El país sobrevivió en carne viva el dolor, la indignación, la perplejidad, el empobrecimiento, el miedo, la impotencia, a la retahíla de calamidades de las que fueron caldo de cultivo el devenir político y la economía nacional. Tal como cada uno puede o quiere revivirlo, fue el espectáculo que la Argentina montó en el escenario de la Historia. Cualesquiera sean las puestas que compitan, los actores serán todos argentinos, como argentinos serán también la platea, los palcos, las tertulias y el paraíso. Pocos habrán de ser los hijos de aquellos inmigrantes que llegaron para "hacer la América".

La homogeneidad del origen, o la finalización del reiterado y solemne crisol de razas, no parece habernos ayudado mucho ni como sociedad ni como Estado. El espejo dice la verdad: tanto los que construyen como los que destruyen son argentinos. Y si asombra la vastedad de lo destruido -camínense las calles, recórrase el actual "cinturón de herrumbre" en que se convirtió el diverso y afanoso cordón industrial-, no se registran asomos de reconocimientos de culpas individuales o colectivas. En la Argentina, nadie se considera culpable. Los culpables son siempre los otros, y de esta premisa se deriva el derecho al reproche y a la acusación. La incidencia cruel y hasta despiadada de la globalización y sus anexos, no explica totalmente el retroceso que la Nación muestra en las facetas esenciales de su vida. Dios no era tan argentino como se creía.

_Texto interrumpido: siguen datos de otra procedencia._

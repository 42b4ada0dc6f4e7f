use std::path::PathBuf;
use std::sync::Arc;

use anyhow::Context;
use tracing::info;

use crate::config::HostConfig;
use crate::protocol::EnginePayload;
use crate::repository::{load_inference_unit, ModelRepository};
use crate::router::LanguagePair;
use crate::session::Session;
use crate::unit::InferenceUnitLoader;

/// Creates translation sessions from on-disk models and an inference-unit binary.
///
/// Sessions share nothing with each other; each gets its own worker and its own copy of the
/// binary and model files.
pub struct TranslationsHost {
    repository: ModelRepository,
    inference_unit: PathBuf,
    pivot_language: String,
    loader: Arc<dyn InferenceUnitLoader>,
}

impl TranslationsHost {
    pub fn new(
        repository: ModelRepository,
        inference_unit: impl Into<PathBuf>,
        pivot_language: &str,
        loader: Arc<dyn InferenceUnitLoader>,
    ) -> Self {
        Self {
            repository,
            inference_unit: inference_unit.into(),
            pivot_language: pivot_language.to_string(),
            loader,
        }
    }

    pub fn from_config(cfg: &HostConfig, loader: Arc<dyn InferenceUnitLoader>) -> Self {
        Self::new(
            ModelRepository::new(&cfg.models_dir),
            &cfg.inference_unit,
            &cfg.pivot_language,
            loader,
        )
    }

    pub fn pivot_language(&self) -> &str {
        &self.pivot_language
    }

    /// Reads everything the worker needs and starts it. Readiness is reported through
    /// [`Session::ready`]; call inside a Tokio runtime.
    pub fn create_session(&self, source_language: &str, target_language: &str) -> anyhow::Result<Session> {
        let pair = LanguagePair::new(source_language, target_language);
        let binary = load_inference_unit(&self.inference_unit)?;
        let payloads = self
            .repository
            .load_payloads(&pair, &self.pivot_language)
            .with_context(|| format!("prepare session {pair}"))?;
        info!(pair = %pair, legs = payloads.len(), "creating translation session");

        Session::spawn(
            pair,
            Arc::clone(&self.loader),
            EnginePayload {
                inference_unit_binary: binary.into(),
                translation_model_payloads: payloads,
            },
        )
    }
}
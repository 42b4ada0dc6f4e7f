//! Host-side orchestration for a sandboxed neural machine translation unit.
//!
//! A [`Session`] talks to an isolated worker thread that owns the inference unit. The worker
//! stages model files into aligned memory, builds one model per leg (two when translating through
//! the pivot language), and answers translate requests one at a time.

pub mod config;
pub mod engine;
pub mod error;
pub mod host;
pub mod logging;
pub mod memory;
#[cfg(any(test, feature = "mock"))]
pub mod mock;
pub mod model;
pub mod protocol;
pub mod repository;
pub mod router;
pub mod session;
pub mod textutil;
pub mod unit;
pub mod worker;

pub use error::{EngineError, EngineResult};
pub use host::TranslationsHost;
pub use router::{LanguagePair, PIVOT_LANGUAGE};
pub use session::{Session, SessionState};
pub use unit::{InferenceUnit, InferenceUnitLoader};
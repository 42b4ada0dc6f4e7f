use std::path::PathBuf;

use anyhow::Context;
use clap::{CommandFactory, Parser};

use bergamot_host::config::{init_default_config, HostConfig};
use bergamot_host::logging;
use bergamot_host::memory::{alignment_for, check_file_set};
use bergamot_host::repository::{load_inference_unit, sha256_hex, ModelRepository};
use bergamot_host::router::{plan_legs, LanguagePair};

#[derive(Parser, Debug)]
#[command(name = "bergamot-host")]
#[command(about = "Preflight check for translation models and the inference unit", long_about = None)]
struct Args {
    /// Generate the default config file, then exit
    #[arg(long)]
    init_config: bool,

    /// Directory to write the config file (default: current directory)
    #[arg(long, value_name = "DIR")]
    init_config_dir: Option<PathBuf>,

    /// Overwrite an existing config file when used with --init-config
    #[arg(long)]
    force: bool,

    /// Config file path (default: search for bergamot-host.toml upwards)
    #[arg(long)]
    config: Option<PathBuf>,

    /// Source language code (e.g. es)
    #[arg(long)]
    source_lang: Option<String>,

    /// Target language code (e.g. fr)
    #[arg(long)]
    target_lang: Option<String>,

    /// Models directory (overrides config)
    #[arg(long, value_name = "DIR")]
    models_dir: Option<PathBuf>,

    /// Pivot language code (overrides config)
    #[arg(long)]
    pivot: Option<String>,
}

fn main() -> anyhow::Result<()> {
    let args = Args::parse();

    if args.init_config {
        let dir = args
            .init_config_dir
            .clone()
            .unwrap_or_else(|| std::env::current_dir().unwrap_or_else(|_| PathBuf::from(".")));
        let cfg_path = init_default_config(&dir, args.force).context("init default config")?;
        eprintln!("Wrote config: {}", cfg_path.display());
        return Ok(());
    }

    let (source, target) = match (args.source_lang.as_deref(), args.target_lang.as_deref()) {
        (Some(s), Some(t)) => (s.to_string(), t.to_string()),
        _ => {
            let mut cmd = Args::command();
            cmd.print_help().context("print help")?;
            eprintln!("\n\nUSAGE:\n  bergamot-host --source-lang es --target-lang fr\n");
            return Ok(());
        }
    };

    let workdir = std::env::current_dir().unwrap_or_else(|_| PathBuf::from("."));
    let mut cfg = HostConfig::resolve(args.config, &workdir).context("build config")?;
    if let Some(dir) = args.models_dir {
        cfg.models_dir = dir;
    }
    if let Some(pivot) = args.pivot {
        cfg.pivot_language = pivot;
    }
    logging::init(&cfg.log_filter);

    let binary = load_inference_unit(&cfg.inference_unit)?;
    println!(
        "inference unit {} ({} bytes, sha256 {})",
        cfg.inference_unit.display(),
        binary.len(),
        sha256_hex(&binary)
    );

    let pair = LanguagePair::new(&source, &target);
    let legs = plan_legs(&pair, &cfg.pivot_language);
    println!("{pair}: {} leg(s) via pivot {:?}", legs.len(), cfg.pivot_language);

    let repo = ModelRepository::new(&cfg.models_dir);
    for leg in &legs {
        let payload = repo.load_payload(leg)?;
        println!("  leg {leg}");
        for (file_type, blob) in payload.language_model_files.iter() {
            let alignment = alignment_for(file_type)
                .map(|a| a.to_string())
                .unwrap_or_else(|| "?".to_string());
            println!(
                "    {file_type:<13} {:>12} bytes  align {alignment:>3}  sha256 {}",
                blob.len(),
                sha256_hex(blob.as_bytes())
            );
        }
        check_file_set(&payload.language_model_files)
            .with_context(|| format!("check model files for {leg}"))?;
    }
    println!("ok");
    Ok(())
}
use once_cell::sync::Lazy;
use regex::Regex;

use crate::error::{EngineError, EngineResult};

// ECMAScript whitespace: includes U+FEFF, excludes U+0085 (unlike Unicode `\s`).
const WS: &str = r"[\t\n\x0B\x0C\r \x{00A0}\x{1680}\x{2000}-\x{200A}\x{2028}\x{2029}\x{202F}\x{205F}\x{3000}\x{FEFF}]";

static WHITESPACE_RE: Lazy<Regex> = Lazy::new(|| {
    Regex::new(&format!(r"(?s)^({WS}*)(.*?)({WS}*)$")).expect("whitespace regex")
});

// A left double quotation mark right after full-width sentence-final punctuation gets glued to the
// preceding sentence by the segmenter unless a space separates them.
static FULL_WIDTH_QUOTE_RE: Lazy<Regex> =
    Lazy::new(|| Regex::new("([。！？])\u{201C}").expect("full-width quote regex"));

const SOFT_HYPHEN: char = '\u{00AD}';

/// Source text split into its surrounding whitespace and the cleaned body that gets translated.
#[derive(Clone, Debug, PartialEq, Eq)]
pub struct NormalizedText {
    pub leading: String,
    pub body: String,
    pub trailing: String,
}

impl NormalizedText {
    /// Wraps a translated body back into the original surrounding whitespace.
    pub fn rewrap(&self, translated_body: &str) -> String {
        denormalize(&self.leading, translated_body, &self.trailing)
    }
}

pub fn normalize(text: &str) -> EngineResult<NormalizedText> {
    let caps = WHITESPACE_RE.captures(text).ok_or_else(|| {
        EngineError::Normalization("failed to match whitespace in the source text".to_string())
    })?;
    let group = |i: usize| caps.get(i).map(|m| m.as_str()).unwrap_or("");

    let body = group(2).replace(SOFT_HYPHEN, "");
    let body = FULL_WIDTH_QUOTE_RE
        .replace_all(&body, "${1} \u{201C}")
        .into_owned();

    Ok(NormalizedText {
        leading: group(1).to_string(),
        body,
        trailing: group(3).to_string(),
    })
}

/// The body is inserted as-is; it is never trimmed again.
pub fn denormalize(leading: &str, translated_body: &str, trailing: &str) -> String {
    let mut out = String::with_capacity(leading.len() + translated_body.len() + trailing.len());
    out.push_str(leading);
    out.push_str(translated_body);
    out.push_str(trailing);
    out
}

#[cfg(test)]
mod tests {
    use super::{denormalize, normalize};

    #[test]
    fn splits_surrounding_whitespace() {
        let n = normalize("  \n\tHola mundo.\n\n").expect("normalize");
        assert_eq!(n.leading, "  \n\t");
        assert_eq!(n.body, "Hola mundo.");
        assert_eq!(n.trailing, "\n\n");
    }

    #[test]
    fn inner_line_breaks_stay_in_body() {
        let n = normalize(" first\n\nsecond ").expect("normalize");
        assert_eq!(n.leading, " ");
        assert_eq!(n.body, "first\n\nsecond");
        assert_eq!(n.trailing, " ");
    }

    #[test]
    fn whitespace_round_trips_without_translation() {
        let samples = [
            "",
            " ",
            "\n\t \u{3000}",
            "plain",
            "  padded  ",
            "\r\nmulti\nline\r\n",
            "\u{00A0}nbsp\u{00A0}",
            "\u{FEFF}Hola\u{FEFF}",
            "\u{0085}Hola\u{0085}",
            "蓝色的<b>狗</b>。\n",
        ];
        for s in samples {
            let n = normalize(s).expect("normalize");
            assert_eq!(denormalize(&n.leading, &n.body, &n.trailing), s, "sample {s:?}");
        }
    }

    #[test]
    fn all_whitespace_lands_in_leading() {
        let n = normalize(" \n ").expect("normalize");
        assert_eq!(n.leading, " \n ");
        assert!(n.body.is_empty());
        assert!(n.trailing.is_empty());

        let n = normalize("\u{FEFF}").expect("normalize");
        assert_eq!(n.leading, "\u{FEFF}");
        assert!(n.body.is_empty());
    }

    #[test]
    fn byte_order_mark_is_whitespace_but_next_line_is_not() {
        let n = normalize("\u{FEFF}Hola\u{FEFF}").expect("normalize");
        assert_eq!(n.leading, "\u{FEFF}");
        assert_eq!(n.body, "Hola");
        assert_eq!(n.trailing, "\u{FEFF}");

        let n = normalize("\u{0085}Hola").expect("normalize");
        assert_eq!(n.leading, "");
        assert_eq!(n.body, "\u{0085}Hola");
    }

    #[test]
    fn removes_soft_hyphens() {
        let n = normalize("\u{00AD}trans\u{00AD}la\u{00AD}tion\u{00AD}").expect("normalize");
        assert_eq!(n.body, "translation");
        assert!(!n.body.contains('\u{00AD}'));
    }

    #[test]
    fn separates_quote_after_full_width_punctuation() {
        for (src, want) in [
            ("我走近魔法门。“我不会给你开门的。”", "我走近魔法门。 “我不会给你开门的。”"),
            ("魔法门！“开门”", "魔法门！ “开门”"),
            ("魔法门吗？“不”", "魔法门吗？ “不”"),
        ] {
            assert_eq!(normalize(src).expect("normalize").body, want);
        }
    }

    #[test]
    fn leaves_other_quotes_alone() {
        let n = normalize("He said. “Hi.” 你好，“朋友”").expect("normalize");
        assert_eq!(n.body, "He said. “Hi.” 你好，“朋友”");
    }

    #[test]
    fn rewrap_does_not_trim_translation() {
        let n = normalize("\n Hola \n").expect("normalize");
        assert_eq!(n.rewrap(" Hello "), "\n  Hello  \n");
    }
}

Aunque lo semeje, no es una paradoja: los países vaciados -y el nuestro lo ha sido- son los que más pesan sobre las espaldas de quienes los habitan. Piénsese en los jóvenes que a los veinte años, más allá del océano, marchaban a la Guerra del 14, y a los sobrevivientes, pero ya con cuarenta y cinco, cuando estalló la Segunda Guerra. Nada que ver, todo esto, con el destino nacional. Si no se mezquina la mirada crítica, de nuestra historia pueden extraerse feroces enfrentamientos sectoriales, una confusa o desaliñada guerra civil encubierta, el incomprensible desaprovechamiento del tiempo, del espacio y de la idoneidad o el talento, dirigencias políticas marcadas con hierro candente por la inepcia, un comportamiento cívico capaz de percibir, pero no de asimilar, la tortuosa proyección de una historia de esperanza, frustración y fracaso. Pequeñeces, todas pequeñeces, vistas a través de lo que fue para el planeta el luminoso y terrorífico siglo XX. Sin que importen, si se pretende atenuar las sombrías conclusiones, los padecimientos de los argentinos de estos años de amarga pobreza y restringidos horizontes.